Top of ENTRIES SUPPLIED

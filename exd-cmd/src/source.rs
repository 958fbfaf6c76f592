//! Dataset sources for the CLI: a local site directory or a published site.

use anyhow::Context;
use exd_data::pipeline::FetchResponse;
use log::debug;
use std::path::PathBuf;
use std::time::Duration;

/// Timeout for a single HTTP dataset request.
const HTTP_TIMEOUT_SECS: u64 = 60;

/// Root that `data/processed/<id>.json` paths are resolved against.
#[derive(Debug, Clone)]
pub enum DatasetSource {
    Dir(PathBuf),
    Http { base: String, client: reqwest::Client },
}

impl DatasetSource {
    /// `http://` and `https://` values are base URLs; anything else is a directory.
    pub fn from_arg(arg: &str) -> anyhow::Result<Self> {
        if arg.starts_with("http://") || arg.starts_with("https://") {
            let client = reqwest::Client::builder()
                .timeout(Duration::from_secs(HTTP_TIMEOUT_SECS))
                .build()?;
            Ok(DatasetSource::Http {
                base: arg.trim_end_matches('/').to_string(),
                client,
            })
        } else {
            Ok(DatasetSource::Dir(PathBuf::from(arg)))
        }
    }

    /// Human-readable location of a relative path within this source.
    pub fn locate(&self, path: &str) -> String {
        match self {
            DatasetSource::Dir(root) => root.join(path).display().to_string(),
            DatasetSource::Http { base, .. } => format!("{}/{}", base, path),
        }
    }

    /// Fetch a relative path.
    ///
    /// A missing file maps to a 404 response so both sources report it the
    /// same way; other I/O and network failures are errors.
    pub async fn fetch(&self, path: &str) -> anyhow::Result<FetchResponse> {
        let location = self.locate(path);
        debug!("Fetching {}", location);
        match self {
            DatasetSource::Dir(root) => match tokio::fs::read_to_string(root.join(path)).await {
                Ok(body) => Ok(FetchResponse::ok(body)),
                Err(e) if e.kind() == std::io::ErrorKind::NotFound => {
                    Ok(FetchResponse::new(404, ""))
                }
                Err(e) => Err(e).with_context(|| format!("reading {}", location)),
            },
            DatasetSource::Http { client, .. } => {
                let response = client
                    .get(&location)
                    .send()
                    .await
                    .with_context(|| format!("requesting {}", location))?;
                let status = response.status().as_u16();
                let body = response.text().await?;
                Ok(FetchResponse::new(status, body))
            }
        }
    }
}
//! `list`: print the catalog grouped by category.

use crate::category_matches;
use exd_core::catalog::{catalog, group_by_category, CategoryGroup};
use std::fmt::Write;

/// Render grouped datasets as indented text, one category heading per group.
pub fn format_groups(groups: &[CategoryGroup]) -> String {
    let mut out = String::new();
    for group in groups {
        let _ = writeln!(out, "{} ({})", group.category, group.datasets.len());
        for dataset in &group.datasets {
            let _ = writeln!(
                out,
                "  {:<8} {} [{}, {}]",
                dataset.id, dataset.metric, dataset.periodicity, dataset.geo
            );
        }
    }
    out
}

pub fn run_list(category: Option<&str>) -> anyhow::Result<()> {
    let groups: Vec<CategoryGroup> = group_by_category(catalog())
        .into_iter()
        .filter(|g| category_matches(&g.category, category))
        .collect();
    if groups.is_empty() {
        anyhow::bail!("No categories match {:?}", category.unwrap_or_default());
    }
    print!("{}", format_groups(&groups));
    Ok(())
}

#[cfg(test)]
mod tests {
    use super::format_groups;
    use exd_core::catalog::{group_by_category, DatasetDescriptor};

    #[test]
    fn test_format_groups() {
        let datasets = DatasetDescriptor::parse_catalog_csv(
            "id,category,metric,periodicity,geo\n\
             1,Precios,IPC,Mensual,Extremadura\n\
             2,Turismo,Viajeros,Mensual,Extremadura\n\
             3,Precios,IPV,Trimestral,Extremadura\n",
        )
        .unwrap();
        let text = format_groups(&group_by_category(&datasets));
        assert_eq!(
            text,
            "Precios (2)\n\
             \x20 1        IPC [Mensual, Extremadura]\n\
             \x20 3        IPV [Trimestral, Extremadura]\n\
             Turismo (1)\n\
             \x20 2        Viajeros [Mensual, Extremadura]\n"
        );
    }
}
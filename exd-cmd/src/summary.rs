//! `summary`: latest value and change vs the previous period per dataset.

use crate::category_matches;
use crate::source::DatasetSource;
use exd_core::catalog::{catalog, DatasetDescriptor};
use exd_data::pipeline::{load_records, LoadRequest};
use exd_data::summary::{summarize, SeriesSummary};
use log::{info, warn};

/// Summarise every dataset whose category matches `category`.
///
/// Datasets that cannot be loaded or have no usable records are warned about
/// and skipped.
pub async fn collect_summaries(
    source: &DatasetSource,
    datasets: &[DatasetDescriptor],
    category: Option<&str>,
) -> Vec<(DatasetDescriptor, SeriesSummary)> {
    let mut summaries = Vec::new();
    for dataset in datasets
        .iter()
        .filter(|d| category_matches(&d.category, category))
    {
        let request = LoadRequest::new(&dataset.id, &dataset.display_title());
        let response = source.fetch(&request.path).await;
        let records = match load_records(&request, response) {
            Ok(records) => records,
            Err(e) => {
                warn!("{}. Skipping.", e);
                continue;
            }
        };
        match summarize(&records) {
            Some(summary) => summaries.push((dataset.clone(), summary)),
            None => warn!("No usable values in {}. Skipping.", source.locate(&request.path)),
        }
    }
    summaries
}

/// One line per summary: id, metric, period, value, change.
pub fn format_summary_line(dataset: &DatasetDescriptor, summary: &SeriesSummary) -> String {
    format!(
        "{:<8} {:<50} {:>7} {:>16}  {}",
        dataset.id,
        dataset.metric,
        summary.last_period,
        summary.value_text(),
        summary.delta_text()
    )
}

pub async fn run_summary(source: &str, category: Option<&str>) -> anyhow::Result<()> {
    let source = DatasetSource::from_arg(source)?;
    let summaries = collect_summaries(&source, catalog(), category).await;
    if summaries.is_empty() {
        anyhow::bail!("No datasets could be summarised");
    }
    for (dataset, summary) in &summaries {
        println!("{}", format_summary_line(dataset, summary));
    }
    info!("Summarised {} datasets", summaries.len());
    Ok(())
}
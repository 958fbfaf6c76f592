//! `show`: run the selection pipeline for one dataset and print the chart series.

use crate::source::DatasetSource;
use exd_core::catalog::find;
use exd_data::pipeline::{ChartHandle, ChartRenderer, Notifier, SelectionPipeline};
use exd_data::series::ChartSeries;
use exd_utils::numbers::format_es;
use log::{debug, error};
use std::io::Write;

/// Canvas name used for terminal output.
const TERMINAL_CANVAS: &str = "stdout";

/// Handle for a series already written to the terminal.
#[derive(Debug)]
pub struct PrintedChart {
    pub points: usize,
}

impl ChartHandle for PrintedChart {
    fn dispose(self) {
        debug!("Discarding printed chart of {} points", self.points);
    }
}

/// Writes each rendered series as a table or as JSON.
pub struct TerminalRenderer<W: Write> {
    out: W,
    json: bool,
}

impl<W: Write> TerminalRenderer<W> {
    pub fn new(out: W, json: bool) -> Self {
        Self { out, json }
    }

    pub fn into_inner(self) -> W {
        self.out
    }

    fn write_series(&mut self, series: &ChartSeries) -> anyhow::Result<()> {
        if self.json {
            writeln!(self.out, "{}", series.to_json()?)?;
            return Ok(());
        }
        writeln!(self.out, "{}", series.title)?;
        let width = series.labels.iter().map(|l| l.len()).max().unwrap_or(0);
        for (label, value) in series.labels.iter().zip(&series.values) {
            writeln!(self.out, "{:<width$}  {:>14}", label, format_es(*value, 2))?;
        }
        Ok(())
    }
}

impl<W: Write> ChartRenderer for TerminalRenderer<W> {
    type Handle = PrintedChart;

    fn render(&mut self, _canvas_id: &str, series: &ChartSeries) -> PrintedChart {
        if let Err(e) = self.write_series(series) {
            error!("Failed to write chart series: {}", e);
        }
        PrintedChart {
            points: series.len(),
        }
    }
}

/// Reports pipeline failures on stderr.
#[derive(Debug, Default)]
pub struct StderrNotifier;

impl Notifier for StderrNotifier {
    fn alert(&mut self, message: &str) {
        eprintln!("{}", message);
    }
}

/// Title for a dataset id, falling back to the bare id when it is not catalogued.
pub fn title_for(id: &str) -> String {
    find(id)
        .map(|d| d.display_title())
        .unwrap_or_else(|| format!("Tabla {}", id))
}

pub async fn run_show(id: &str, source: &str, json: bool) -> anyhow::Result<()> {
    let source = DatasetSource::from_arg(source)?;
    if find(id).is_none() {
        log::warn!("Dataset {} is not in the catalog", id);
    }

    let renderer = TerminalRenderer::new(std::io::stdout().lock(), json);
    let mut pipeline = SelectionPipeline::new(renderer, StderrNotifier, TERMINAL_CANVAS);
    let request = pipeline.begin(id, &title_for(id));
    let response = source.fetch(&request.path).await;
    pipeline.complete(request, response)?;
    Ok(())
}
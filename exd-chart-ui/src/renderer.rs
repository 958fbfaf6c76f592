//! Browser implementations of the pipeline's renderer and notifier seams.

use crate::js_bridge;
use exd_data::pipeline::{ChartHandle, ChartRenderer, Notifier, SelectionPipeline};
use exd_data::series::ChartSeries;
use log::error;

/// The pipeline as wired in the browser.
pub type DashboardPipeline = SelectionPipeline<JsChartRenderer, AlertNotifier>;

/// Handle to a Chart.js instance, identified by its canvas.
#[derive(Debug)]
pub struct JsChartHandle {
    canvas_id: String,
}

impl ChartHandle for JsChartHandle {
    fn dispose(self) {
        js_bridge::destroy_chart(&self.canvas_id);
    }
}

/// Renders through `window.renderLineChart`.
#[derive(Debug, Default)]
pub struct JsChartRenderer;

impl ChartRenderer for JsChartRenderer {
    type Handle = JsChartHandle;

    fn render(&mut self, canvas_id: &str, series: &ChartSeries) -> JsChartHandle {
        match series.to_json() {
            Ok(json) => js_bridge::render_line_chart(canvas_id, &json),
            Err(e) => error!("Failed to serialise chart series: {}", e),
        }
        JsChartHandle {
            canvas_id: canvas_id.to_string(),
        }
    }
}

/// Reports failures with `window.alert`.
#[derive(Debug, Default)]
pub struct AlertNotifier;

impl Notifier for AlertNotifier {
    fn alert(&mut self, message: &str) {
        js_bridge::alert(message);
    }
}

/// A browser pipeline bound to `canvas_id`.
pub fn dashboard_pipeline(canvas_id: &str) -> DashboardPipeline {
    SelectionPipeline::new(JsChartRenderer, AlertNotifier, canvas_id)
}
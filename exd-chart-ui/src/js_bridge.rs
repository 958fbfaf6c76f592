//! Typed wrappers around JS interop via `js_sys::eval()`.
//!
//! The Chart.js wrapper lives in `assets/js/line-chart.js` and is loaded at
//! runtime once the `Chart` global exists. Its functions are promoted to
//! `window.*` and called from here with JSON-serialised arguments.

static LINE_CHART_JS: &str = include_str!("../assets/js/line-chart.js");

/// Execute arbitrary JS, wrapping in try/catch to avoid panics.
pub fn call_js(code: &str) {
    let wrapped = format!(
        "try {{ {} }} catch(e) {{ console.warn('EXD JS call failed:', e); }}",
        code
    );
    let _ = js_sys::eval(&wrapped);
}

/// Quote a string as a JS string literal.
fn js_string(s: &str) -> String {
    serde_json::to_string(s).unwrap_or_else(|_| "\"\"".to_string())
}

/// Initialize the chart script with a wait-for-Chart.js polling loop.
///
/// The script is evaluated at global scope via indirect eval once Chart.js
/// has loaded, then its functions are promoted to `window.*` explicitly.
/// Safe to call more than once.
pub fn init_charts() {
    let store_js = format!("window.__exdChartScripts = {};", js_string(LINE_CHART_JS));
    let _ = js_sys::eval(&store_js);

    let init_js = r#"
        (function() {
            if (window.__exdChartsReady || window.__exdChartsInitializing) return;
            window.__exdChartsInitializing = true;
            var waitForChart = setInterval(function() {
                if (typeof Chart !== 'undefined') {
                    clearInterval(waitForChart);
                    (0, eval)(window.__exdChartScripts);
                    delete window.__exdChartScripts;
                    if (typeof renderLineChart !== 'undefined') window.renderLineChart = renderLineChart;
                    if (typeof destroyLineChart !== 'undefined') window.destroyLineChart = destroyLineChart;
                    window.__exdChartsReady = true;
                    console.log('EXD charts initialized');
                }
            }, 100);
        })();
    "#;
    let _ = js_sys::eval(init_js);
}

/// Render a line chart into the canvas with the given id.
///
/// Polls until Chart.js is ready and the canvas exists, then renders.
pub fn render_line_chart(canvas_id: &str, series_json: &str) {
    let id = js_string(canvas_id);
    let data = js_string(series_json);
    call_js(&format!(
        r#"
        (function() {{
            var poll = setInterval(function() {{
                if (window.__exdChartsReady &&
                    typeof window.renderLineChart !== 'undefined' &&
                    document.getElementById({id})) {{
                    clearInterval(poll);
                    try {{
                        window.renderLineChart({id}, {data});
                    }} catch(e) {{ console.error('[EXD] renderLineChart error:', e); }}
                }}
            }}, 100);
        }})();
        "#,
    ));
}

/// Destroy the Chart.js instance bound to the canvas, if any.
pub fn destroy_chart(canvas_id: &str) {
    call_js(&format!(
        "if (typeof window.destroyLineChart !== 'undefined') window.destroyLineChart({});",
        js_string(canvas_id)
    ));
}

/// Show a blocking browser alert.
pub fn alert(message: &str) {
    if let Some(window) = web_sys::window() {
        let _ = window.alert_with_message(message);
    }
}

#[cfg(test)]
mod tests {
    use super::js_string;

    #[test]
    fn test_js_string_escapes_quotes() {
        assert_eq!(js_string("chart"), "\"chart\"");
        assert_eq!(
            js_string(r#"{"title":"IPC"}"#),
            r#""{\"title\":\"IPC\"}""#
        );
    }
}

Bottom of ENTRIES SUPPLIED

→ **WHAT THIS TASK INVOLVES**:
Would you report every line of the entries above containing the word "failures"?

→ **SOLUTION BELOW**:
    /// same way; other I/O and network failures are errors.
/// Reports pipeline failures on stderr.
/// Reports failures with `window.alert`.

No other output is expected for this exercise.